Proof box - How to Use it in the Best Possible Way

A proof box is nothing but a cabinet, in which humidity and heat are regulated so that the dough can rise while baking. A proof box, often called a proofer is generally made of glass and consists of a conveyer belt. This belt moves the trays slowly from top to bottom in a criss-cross manner through the proofer.

Function of the proof box

The main function of the proofer is to cover and trap the items kept inside to bake, with humidity and heat. Turning the conditions inside the box very humid and hot makes the leavening agents  more effective without actually killing them. As soon as the yeast gets active, it starts consuming the sugar and begins to release gaseous compounds such as carbon dioxide which is nothing but waste material. The carbon dioxide gas spreads out creating pockets of air in the dough.

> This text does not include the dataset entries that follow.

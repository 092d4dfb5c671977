//! Turns a validated request into the agent's response.

use metalfleet_common::{RackOperation, RackRequest, RackResponse};

use crate::{neighbours, server::ServiceOptions};

/// Executes `request` and builds the response for it.
#[must_use]
pub fn handle_request(request: &RackRequest, config: &ServiceOptions) -> RackResponse {
    match request.operation() {
        Some(RackOperation::Scan) => match neighbours::scan_file(&config.neighbours_file, &request.cidrs) {
            Ok(found) => RackResponse::ok(found),
            Err(e) => RackResponse::failure(format!(
                "Failed to read neighbour table {}: {e}",
                config.neighbours_file
            )),
        },
        Some(RackOperation::Status) => RackResponse::ok(Vec::new()),
        None => RackResponse::failure(format!("Unsupported operation: {}", request.operation)),
    }
}
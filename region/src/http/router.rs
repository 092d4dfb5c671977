use core::time::Duration;

use axum::{
    Router,
    body::Body,
    http::{Request, StatusCode, header::AUTHORIZATION},
    routing::{IntoMakeService, any},
};
use tower::ServiceBuilder;
use tower_http::{
    ServiceBuilderExt as _, request_id::MakeRequestUuid, timeout::TimeoutLayer, trace::TraceLayer,
};

use crate::{
    app::AppState,
    error::CoreError,
    http::{api, middleware::LevelAdjustingOnFailure},
    websocket,
};

const REQUEST_TIMEOUT: Duration = Duration::from_secs(30);

/// Every route of the region service.
pub(crate) fn create_app_router() -> Router<AppState> {
    Router::new()
        .nest("/api", api::routes())
        .route("/ws", any(websocket::ws_handler))
}

pub(crate) fn create_app(app_state: AppState) -> IntoMakeService<Router<()>> {
    let middleware_stack = ServiceBuilder::new()
        .sensitive_headers([AUTHORIZATION])
        .set_x_request_id(MakeRequestUuid)
        .propagate_x_request_id()
        .layer(TraceLayer::new_for_http().on_failure(LevelAdjustingOnFailure))
        .layer(TimeoutLayer::with_status_code(
            StatusCode::REQUEST_TIMEOUT,
            // Must outlast the configured scan timeout.
            REQUEST_TIMEOUT.max(app_state.scan_settings().scan_timeout + Duration::from_secs(5)),
        ));

    let app = create_app_router()
        .with_state(app_state)
        .fallback(|req: Request<Body>| async move {
            tracing::warn!(method = %req.method(), uri = %req.uri(), "Unhandled request");
            CoreError::NotFound(format!("Route {}", req.uri().path()))
        })
        .layer(middleware_stack);

    app.into_make_service()
}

If you need to warm the cake to the precise temperature, the proofer has to be kept at a temperature so that the humidity and heat are maintained at a particular level for a specific period of time. However, if by chance, the proof box gets too humid or hot, the machine automatically opens up holes in the proof box and lets some of the air out. The dough has to be kept for a period of about 10 to 18 minutes inside the proofer. When the belt moves the dough along the path inside the proofer, the leavening agent modifies the dough into an air-filled and fluffy cake from a compressed paste. When the cake is fully swollen, it is totally set to be baked.

The dough retarder

A dough retarder on the other hand is a device which is used to control the process of fermentation of yeast when proofing the dough. Whenever the temperature is lowered, the process of rising slows down but it increases the chances of the products formed to be quite varied which ultimately results in a much more complex flavor.

A proof box can be used for making the dough to rise for all the basic items that are baked such as cakes, bread, doughnut and many more. Care must be taken while baking a cake since without the right amount of yeast, it will not rise properly and it will only spoil the taste of the cake.